Probably simple words that were said on their own, if even that since I didn't care about actually learning Japanese

関係

99% with English subs and 1% raw

Is this kanji grid chart for the core deck? and how do i get it?

Consider this: He watched so much that if he learned and remembered a single japanese word from each episode he watched, he would probably be fluent by the end of it (assuming fluent just means fluent and not "near native level")

Wait I'm wrong. A single japanese word for every THREE episodes he watched.

をワイと結ぶ
尻を向けろ

I don't think I learn 1 word per 3 episodes. I think it's because Japanese sounds like nonsense to me. But I'm not talented in languages.

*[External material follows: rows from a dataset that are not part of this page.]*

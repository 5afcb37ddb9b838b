//! Wave progression: starting waves and detecting clears.

use hecs::World;
use tracing::{info, warn};

use kaiju_core::enums::GamePhase;
use kaiju_core::events::GameEvent;

use crate::economy;
use crate::enemy::Enemy;
use crate::run::RunState;
use crate::wave::{WaveDirector, WaveError};

/// Start the next wave from wave prep.
pub fn start_wave(
    waves: &mut WaveDirector,
    run: &mut RunState,
    events: &mut Vec<GameEvent>,
    current_tick: u64,
) -> Result<u32, WaveError> {
    if run.phase != GamePhase::WavePrep {
        return Err(WaveError::WrongPhase { phase: run.phase });
    }
    let wave = waves.start_next_wave(current_tick)?;
    let boss = waves.is_boss_wave();
    run.phase = GamePhase::Playing;
    info!(wave, boss, spawns = waves.pending(), "wave started");
    events.push(GameEvent::WaveStarted { wave, boss });
    Ok(wave)
}

/// Check for a cleared wave: no live enemies and nothing left to spawn.
pub fn run(
    world: &World,
    waves: &mut WaveDirector,
    run: &mut RunState,
    events: &mut Vec<GameEvent>,
    current_tick: u64,
) {
    if run.phase != GamePhase::Playing || waves.pending() > 0 {
        return;
    }
    if world.query::<&Enemy>().iter().next().is_some() {
        return;
    }

    let wave = waves.wave();
    if waves.is_last_wave() {
        run.phase = GamePhase::Victory;
        info!(wave, cash = run.cash, "final wave cleared");
        return;
    }

    let bonus = economy::wave_bonus(wave);
    run.credit(bonus);
    run.wave_bonus = Some(bonus);
    run.phase = GamePhase::WavePrep;
    info!(wave, bonus, "wave cleared");
    events.push(GameEvent::WaveCleared { wave, bonus });

    if run.auto_advance {
        if let Err(err) = start_wave(waves, run, events, current_tick) {
            warn!(%err, "auto-advance failed");
        }
    }
}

You just need to listen to more Japanese, eventually it starts making sense. Will be faster if you know some words already so you can start picking up those words from the mess of sounds you are hearing

Maybe not, but that's an average. It could be one word per 10 episodes at first then slowly speed up to 1 word per episode by the time he knew 4000 words or so,then slow down again later. 10000 hours is a lot of time.

Like, every if every time you watch anime you learn the words that are said as single word exclamations like おいしい! and ひどい! and nothing else, you'll still probably be learning at least 1 word per 3 episodes for quite a while.